The example above will result in three separate queries to the database. The first to load the emp variable, the second to load the related BusinessEntity property, and the third to load EmployeePayHistories. We can also do things like filter and aggregate data to load explicitly using the Query method after calling Reference or Collection. One of the cool things about aggregating the explicitly loaded data is that it won't be pulled into memory to perform the aggregation. Let's see this in action.

using (var db = new AdventureWorksContext()) {
    var emp = await db.Employees
        .FirstAsync(e => e.BusinessEntityId == 274);

    var count = await db.Entry(emp)
        .Collection(e => e.EmployeePayHistories)
        .Query()
        .CountAsync();
}

In this example, we replace LoadAsync with a call to CountAsync which results in the following query being made to the database.

SELECT COUNT(*)
FROM [HumanResources].[EmployeePayHistory] AS [e]
WHERE [e].[BusinessEntityID] = 274

Next, we are going to look at split queries which are similar to explicit loading, but function slightly different therefore being useful in different situations.

Split Queries

Explicit loading was a useful way to decouple an initial query from separate queries to load related data. There may be times when we don't need to have that separation, but would still like to request related data in separate queries. For these situations, we are able to use split queries. Split queries were introduced in EF Core 5.0 and could only be used alongside the Include method. In EF Core 6.0 we now have the ability to use split queries with projections as well as with the Include method. Let's take a look at examples for both scenarios.

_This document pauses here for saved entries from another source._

//! Logging configuration and initialization
//!
//! Every rollup binary sets up `tracing` through [`init_logging`]. Output can go
//! to the console, a daily rotated file, or both, as text or JSON.
//!
//! Use the structured macros rather than `println!`:
//!
//! ```rust
//! use tracing::{info, warn};
//!
//! let stage = "revenue";
//! info!(stage = %stage, chunks = 4, "Stage finished");
//! warn!(path = "day_1.txt", "Header mismatch, skipping file");
//! ```
//!
//! # Example
//!
//! ```no_run
//! use rollup_common::logging::{init_logging, LogConfig};
//!
//! fn main() -> anyhow::Result<()> {
//!     let config = LogConfig::from_env()?;
//!     let _guard = init_logging(&config)?;
//!     tracing::info!("Pipeline starting");
//!     Ok(())
//! }
//! ```

use anyhow::{Context, Result};
use serde::{Deserialize, Serialize};
use std::path::PathBuf;
use tracing::Level;
use tracing_appender::non_blocking::WorkerGuard;
use tracing_subscriber::{
    fmt::{self, format::FmtSpan},
    layer::SubscriberExt,
    util::SubscriberInitExt,
    EnvFilter, Layer, Registry,
};

type BoxedLayer = Box<dyn Layer<Registry> + Send + Sync>;

/// Minimum level of emitted events
#[derive(Debug, Clone, Copy, PartialEq, Eq, Serialize, Deserialize, Default)]
#[serde(rename_all = "lowercase")]
pub enum LogLevel {
    Trace,
    Debug,
    #[default]
    Info,
    Warn,
    Error,
}

impl LogLevel {
    pub fn to_tracing_level(self) -> Level {
        match self {
            LogLevel::Trace => Level::TRACE,
            LogLevel::Debug => Level::DEBUG,
            LogLevel::Info => Level::INFO,
            LogLevel::Warn => Level::WARN,
            LogLevel::Error => Level::ERROR,
        }
    }
}

impl std::str::FromStr for LogLevel {
    type Err = anyhow::Error;

    fn from_str(s: &str) -> std::result::Result<Self, Self::Err> {
        match s.to_lowercase().as_str() {
            "trace" => Ok(LogLevel::Trace),
            "debug" => Ok(LogLevel::Debug),
            "info" => Ok(LogLevel::Info),
            "warn" | "warning" => Ok(LogLevel::Warn),
            "error" => Ok(LogLevel::Error),
            _ => Err(anyhow::anyhow!("Invalid log level: {}", s)),
        }
    }
}

/// Where log lines go
#[derive(Debug, Clone, Copy, PartialEq, Eq, Serialize, Deserialize, Default)]
#[serde(rename_all = "lowercase")]
pub enum LogOutput {
    #[default]
    Console,
    File,
    Both,
}

impl LogOutput {
    fn console(self) -> bool {
        matches!(self, LogOutput::Console | LogOutput::Both)
    }

    fn file(self) -> bool {
        matches!(self, LogOutput::File | LogOutput::Both)
    }
}

impl std::str::FromStr for LogOutput {
    type Err = anyhow::Error;

    fn from_str(s: &str) -> std::result::Result<Self, Self::Err> {
        match s.to_lowercase().as_str() {
            "console" | "stdout" | "stderr" => Ok(LogOutput::Console),
            "file" => Ok(LogOutput::File),
            "both" | "all" => Ok(LogOutput::Both),
            _ => Err(anyhow::anyhow!("Invalid log output: {}", s)),
        }
    }
}

/// Line format
#[derive(Debug, Clone, Copy, PartialEq, Eq, Serialize, Deserialize, Default)]
#[serde(rename_all = "lowercase")]
pub enum LogFormat {
    #[default]
    Text,
    Json,
}

impl std::str::FromStr for LogFormat {
    type Err = anyhow::Error;

    fn from_str(s: &str) -> std::result::Result<Self, Self::Err> {
        match s.to_lowercase().as_str() {
            "text" | "pretty" => Ok(LogFormat::Text),
            "json" => Ok(LogFormat::Json),
            _ => Err(anyhow::anyhow!("Invalid log format: {}", s)),
        }
    }
}

/// Logging configuration
#[derive(Debug, Clone, Serialize, Deserialize)]
pub struct LogConfig {
    pub level: LogLevel,
    pub output: LogOutput,
    pub format: LogFormat,

    /// Directory for rotated log files
    pub log_dir: PathBuf,

    /// File name prefix, e.g. "rollup" -> "rollup.2024-01-18"
    pub log_file_prefix: String,

    /// Extra directives such as "rusqlite=warn"
    pub filter_directives: Option<String>,

    pub include_location: bool,
    pub include_thread_ids: bool,
    pub include_targets: bool,
}

impl Default for LogConfig {
    fn default() -> Self {
        Self {
            level: LogLevel::Info,
            output: LogOutput::Console,
            format: LogFormat::Text,
            log_dir: PathBuf::from("./logs"),
            log_file_prefix: "rollup".to_string(),
            filter_directives: None,
            include_location: false,
            include_thread_ids: false,
            include_targets: true,
        }
    }
}

impl LogConfig {
    /// Overlay `LOG_*` environment variables on top of `self`.
    ///
    /// Recognized: `LOG_LEVEL`, `LOG_OUTPUT`, `LOG_FORMAT`, `LOG_DIR`,
    /// `LOG_FILE_PREFIX`, `LOG_FILTER`, `LOG_INCLUDE_LOCATION`,
    /// `LOG_INCLUDE_THREAD_IDS`, `LOG_INCLUDE_TARGETS`.
    pub fn with_env(mut self) -> Result<Self> {
        if let Ok(level) = std::env::var("LOG_LEVEL") {
            self.level = level.parse()?;
        }
        if let Ok(output) = std::env::var("LOG_OUTPUT") {
            self.output = output.parse()?;
        }
        if let Ok(format) = std::env::var("LOG_FORMAT") {
            self.format = format.parse()?;
        }
        if let Ok(dir) = std::env::var("LOG_DIR") {
            self.log_dir = PathBuf::from(dir);
        }
        if let Ok(prefix) = std::env::var("LOG_FILE_PREFIX") {
            self.log_file_prefix = prefix;
        }
        if let Ok(filter) = std::env::var("LOG_FILTER") {
            self.filter_directives = Some(filter);
        }
        if let Ok(val) = std::env::var("LOG_INCLUDE_LOCATION") {
            self.include_location = val.parse().unwrap_or(self.include_location);
        }
        if let Ok(val) = std::env::var("LOG_INCLUDE_THREAD_IDS") {
            self.include_thread_ids = val.parse().unwrap_or(self.include_thread_ids);
        }
        if let Ok(val) = std::env::var("LOG_INCLUDE_TARGETS") {
            self.include_targets = val.parse().unwrap_or(self.include_targets);
        }
        Ok(self)
    }

    /// Defaults overlaid with the environment
    pub fn from_env() -> Result<Self> {
        Self::default().with_env()
    }

    pub fn builder() -> LogConfigBuilder {
        LogConfigBuilder::default()
    }

    fn filter(&self) -> Result<EnvFilter> {
        let mut filter =
            EnvFilter::from_default_env().add_directive(self.level.to_tracing_level().into());

        if let Some(directives) = &self.filter_directives {
            for directive in directives.split(',').filter(|d| !d.trim().is_empty()) {
                filter = filter.add_directive(
                    directive
                        .trim()
                        .parse()
                        .with_context(|| format!("Failed to parse filter directive '{}'", directive))?,
                );
            }
        }

        Ok(filter)
    }
}

/// Fluent construction of a [`LogConfig`]
#[derive(Default)]
pub struct LogConfigBuilder {
    config: LogConfig,
}

impl LogConfigBuilder {
    pub fn level(mut self, level: LogLevel) -> Self {
        self.config.level = level;
        self
    }

    pub fn output(mut self, output: LogOutput) -> Self {
        self.config.output = output;
        self
    }

    pub fn format(mut self, format: LogFormat) -> Self {
        self.config.format = format;
        self
    }

    pub fn log_dir(mut self, dir: impl Into<PathBuf>) -> Self {
        self.config.log_dir = dir.into();
        self
    }

    pub fn log_file_prefix(mut self, prefix: impl Into<String>) -> Self {
        self.config.log_file_prefix = prefix.into();
        self
    }

    pub fn filter_directives(mut self, filter: impl Into<String>) -> Self {
        self.config.filter_directives = Some(filter.into());
        self
    }

    pub fn include_location(mut self, include: bool) -> Self {
        self.config.include_location = include;
        self
    }

    pub fn include_targets(mut self, include: bool) -> Self {
        self.config.include_targets = include;
        self
    }

    pub fn build(self) -> LogConfig {
        self.config
    }
}

/// Keeps the non-blocking file writer flushing until dropped.
#[must_use = "dropping the guard stops file logging"]
pub struct LoggingGuard {
    _file: Option<WorkerGuard>,
}

/// Install the global subscriber. Call once at startup and hold on to the
/// returned guard for the life of the process.
pub fn init_logging(config: &LogConfig) -> Result<LoggingGuard> {
    let filter = config.filter()?;
    let mut layers: Vec<BoxedLayer> = Vec::new();
    let mut guard = None;

    if config.output.console() {
        // stdout is reserved for the run report
        layers.push(fmt_layer(config, std::io::stderr, true));
    }

    if config.output.file() {
        std::fs::create_dir_all(&config.log_dir).with_context(|| {
            format!("Failed to create log directory {}", config.log_dir.display())
        })?;
        let appender = tracing_appender::rolling::daily(&config.log_dir, &config.log_file_prefix);
        let (writer, file_guard) = tracing_appender::non_blocking(appender);
        layers.push(fmt_layer(config, writer, false));
        guard = Some(file_guard);
    }

    tracing_subscriber::registry()
        .with(layers)
        .with(filter)
        .try_init()
        .context("Failed to install tracing subscriber")?;

    Ok(LoggingGuard { _file: guard })
}

fn fmt_layer<W>(config: &LogConfig, writer: W, ansi: bool) -> BoxedLayer
where
    W: for<'w> fmt::MakeWriter<'w> + Send + Sync + 'static,
{
    let layer = fmt::layer()
        .with_writer(writer)
        .with_ansi(ansi)
        .with_target(config.include_targets)
        .with_thread_ids(config.include_thread_ids)
        .with_file(config.include_location)
        .with_line_number(config.include_location)
        .with_span_events(FmtSpan::CLOSE);

    match config.format {
        LogFormat::Text => layer.boxed(),
        LogFormat::Json => layer.json().boxed(),
    }
}

#[cfg(test)]
#[allow(clippy::unwrap_used, clippy::expect_used)]
mod tests {
    use super::*;

    #[test]
    fn test_log_level_from_str() {
        assert_eq!("trace".parse::<LogLevel>().unwrap(), LogLevel::Trace);
        assert_eq!("WARNING".parse::<LogLevel>().unwrap(), LogLevel::Warn);
        assert!("loud".parse::<LogLevel>().is_err());
    }

    #[test]
    fn test_output_targets() {
        let both: LogOutput = "all".parse().unwrap();
        assert!(both.console() && both.file());
        assert!(!LogOutput::Console.file());
        assert!(!LogOutput::File.console());
        assert!("syslog".parse::<LogOutput>().is_err());
    }

    #[test]
    fn test_builder_overrides_defaults() {
        let config = LogConfig::builder()
            .level(LogLevel::Debug)
            .format(LogFormat::Json)
            .log_dir("/tmp/rollup-logs")
            .build();

        assert_eq!(config.level, LogLevel::Debug);
        assert_eq!(config.format, LogFormat::Json);
        assert_eq!(config.output, LogOutput::Console);
        assert_eq!(config.log_file_prefix, "rollup");
    }

    #[test]
    fn test_bad_filter_directive_is_reported() {
        let config = LogConfig::builder().filter_directives("rusqlite=loudest").build();
        assert!(config.filter().is_err());
    }
}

// Split query with Include()
using (var db = new AdventureWorksContext()) {
    var emp = await db.Employees
        .Include(e => e.EmployeePayHistories)
        .AsSplitQuery()
        .FirstAsync(e => e.BusinessEntityId == 274);
}

// Split query with a projection
using (var db = new AdventureWorksContext()) {
    var emp = await db.Employees
        .Select(e => new {Id = e.BusinessEntityId, PayHistories = e.EmployeePayHistories})
        .AsSplitQuery()
        .FirstAsync(e => e.Id == 274);
}

If we inspect the queries that EF generates for both split queries (with Include and Projection) the result is the same.

Split queries are especially useful for situations where cartesian explosion becomes a performance issue and we have no need to decouple the parent entity from requesting the children. Finally, we will take a look at the ever-controversial lazy loading.

Lazy Loading

I specifically added lazy loading last because it is personally my least favorite method of loading related data. While I think the concept behind lazy loading is admirable, the potential risk of misusing the functionality outweighs the benefits provided (in my current opinion..I'd be open to hearing counterarguments). If you're unfamiliar with lazy loading, it is essentially the ability to request related data just in time, as opposed to loading eagerly.

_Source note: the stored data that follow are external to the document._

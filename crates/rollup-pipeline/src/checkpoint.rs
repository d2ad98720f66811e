//! Durable extraction cursors
//!
//! One marker file per (source, stage) pair, named `{source}.{stage}.marker`.
//! The first line holds the cursor value. An optional second line holds the
//! SQLite rowid of the last extracted row, used as a tie-break when several
//! rows share the cursor value.

use crate::error::{PipelineError, Result};
use serde::Serialize;
use std::fmt;
use std::io::Write;
use std::path::{Path, PathBuf};

const MARKER_EXTENSION: &str = "marker";

/// How a marker's cursor line is interpreted
#[derive(Debug, Clone, Copy, PartialEq, Eq)]
pub enum CursorKind {
    RowId,
    Timestamp,
}

/// Last extracted position of a source
#[derive(Debug, Clone, PartialEq, Eq, Serialize)]
#[serde(tag = "kind", content = "value", rename_all = "lowercase")]
pub enum Cursor {
    RowId(i64),
    Timestamp(String),
}

impl fmt::Display for Cursor {
    fn fmt(&self, f: &mut fmt::Formatter<'_>) -> fmt::Result {
        match self {
            Cursor::RowId(id) => write!(f, "{}", id),
            Cursor::Timestamp(ts) => write!(f, "{}", ts),
        }
    }
}

/// Persisted high-water mark
#[derive(Debug, Clone, PartialEq, Eq, Serialize)]
pub struct Marker {
    pub cursor: Cursor,
    /// Rowid of the last row at `cursor`; `None` means every row at `cursor`
    /// has been consumed.
    pub rowid: Option<i64>,
}

impl Marker {
    pub fn row_id(id: i64) -> Self {
        Self {
            cursor: Cursor::RowId(id),
            rowid: None,
        }
    }

    pub fn timestamp(ts: impl Into<String>, rowid: Option<i64>) -> Self {
        Self {
            cursor: Cursor::Timestamp(ts.into()),
            rowid,
        }
    }

    fn encode(&self) -> String {
        match (&self.cursor, self.rowid) {
            (Cursor::Timestamp(ts), Some(rowid)) => format!("{}\n{}\n", ts, rowid),
            (cursor, _) => format!("{}\n", cursor),
        }
    }

    fn decode(path: &Path, raw: &str, kind: CursorKind) -> Result<Option<Self>> {
        let mut lines = raw.lines().map(str::trim).filter(|l| !l.is_empty());
        let Some(first) = lines.next() else {
            return Ok(None);
        };

        let marker = match kind {
            CursorKind::RowId => {
                let id = first.parse::<i64>().map_err(|e| {
                    PipelineError::invalid_marker(path, format!("rowid '{}': {}", first, e))
                })?;
                Marker::row_id(id)
            },
            CursorKind::Timestamp => {
                let rowid = lines
                    .next()
                    .map(|line| {
                        line.parse::<i64>().map_err(|e| {
                            PipelineError::invalid_marker(path, format!("tie-break '{}': {}", line, e))
                        })
                    })
                    .transpose()?;
                Marker::timestamp(first, rowid)
            },
        };

        Ok(Some(marker))
    }
}

/// Identifies the marker of one stage reading one source
#[derive(Debug, Clone, PartialEq, Eq, Hash)]
pub struct MarkerKey {
    pub source: String,
    pub stage: String,
}

impl MarkerKey {
    pub fn new(source: impl Into<String>, stage: impl Into<String>) -> Self {
        Self {
            source: source.into(),
            stage: stage.into(),
        }
    }

    fn file_name(&self) -> String {
        format!("{}.{}.{}", self.source, self.stage, MARKER_EXTENSION)
    }
}

impl fmt::Display for MarkerKey {
    fn fmt(&self, f: &mut fmt::Formatter<'_>) -> fmt::Result {
        write!(f, "{}/{}", self.source, self.stage)
    }
}

/// Directory of marker files
#[derive(Debug, Clone)]
pub struct CheckpointStore {
    dir: PathBuf,
}

impl CheckpointStore {
    pub fn new(dir: impl Into<PathBuf>) -> Self {
        Self { dir: dir.into() }
    }

    pub fn dir(&self) -> &Path {
        &self.dir
    }

    pub fn path(&self, key: &MarkerKey) -> PathBuf {
        self.dir.join(key.file_name())
    }

    /// Read the marker for `key`; a missing or empty file means no marker.
    pub fn load(&self, key: &MarkerKey, kind: CursorKind) -> Result<Option<Marker>> {
        let path = self.path(key);
        match std::fs::read_to_string(&path) {
            Ok(raw) => Marker::decode(&path, &raw, kind),
            Err(e) if e.kind() == std::io::ErrorKind::NotFound => Ok(None),
            Err(e) => Err(PipelineError::io(&path, e)),
        }
    }

    /// Atomically replace the marker for `key`.
    pub fn commit(&self, key: &MarkerKey, marker: &Marker) -> Result<()> {
        std::fs::create_dir_all(&self.dir).map_err(|e| PipelineError::io(&self.dir, e))?;
        let path = self.path(key);

        let mut tmp =
            tempfile::NamedTempFile::new_in(&self.dir).map_err(|e| PipelineError::io(&self.dir, e))?;
        tmp.write_all(marker.encode().as_bytes())
            .and_then(|_| tmp.as_file().sync_all())
            .map_err(|e| PipelineError::io(tmp.path(), e))?;
        tmp.persist(&path)
            .map_err(|e| PipelineError::io(&path, e.error))?;

        tracing::debug!(marker = %key, cursor = %marker.cursor, "Marker committed");
        Ok(())
    }

    /// Remove every marker file. Returns how many were removed.
    pub fn clear(&self) -> Result<usize> {
        let entries = match std::fs::read_dir(&self.dir) {
            Ok(entries) => entries,
            Err(e) if e.kind() == std::io::ErrorKind::NotFound => return Ok(0),
            Err(e) => return Err(PipelineError::io(&self.dir, e)),
        };

        let mut removed = 0;
        for entry in entries {
            let path = entry.map_err(|e| PipelineError::io(&self.dir, e))?.path();
            if path.extension().is_some_and(|ext| ext == MARKER_EXTENSION) {
                std::fs::remove_file(&path).map_err(|e| PipelineError::io(&path, e))?;
                removed += 1;
            }
        }
        Ok(removed)
    }
}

When using lazy loading, you don't need to do anything extra to request the related data. The extra database requests are made implicitly, which is where the downsides come in. Lazy loading can incur what is known as the "N+1 problem", which means that we'll have the initial query for the parent entity and N number of additional queries to load the related data.

Fortunately, lazy loading requires some additional configuration, which is beneficial in making sure that we are only using lazy loading when intended. In the following example, you'll notice that we have to add a reference to the Microsoft.EntityFrameworkCore.Proxies NuGet package and also add some options to the DbContext constructor in order to enable lazy loading.

using (var db = new AdventureWorksContext(
            new DbContextOptionsBuilder<AdventureWorksContext>()
                .UseLazyLoadingProxies().Options))
{
    var emp = await db.Employees
        .FirstAsync(e => e.BusinessEntityId == 274);

    foreach (var header in emp.SalesPerson.SalesOrderHeaders)
    {
        Console.WriteLine(header.TotalDue);
    }
}

You might be surprised to see that the snippet above actually results in three separate queries to the database. I've personally seen situations where lazy loading has caused serious issues for applications that unknowingly misused the functionality.

At this point, we should have a comprehensive view of loading related data with EF Core 6.0. My hope is that this post demonstrates that there is not a "best" way to load related data, but more so that we need to think critically to determine the best method in a given situation. In our world, the answer is often "it depends" and that is no different here.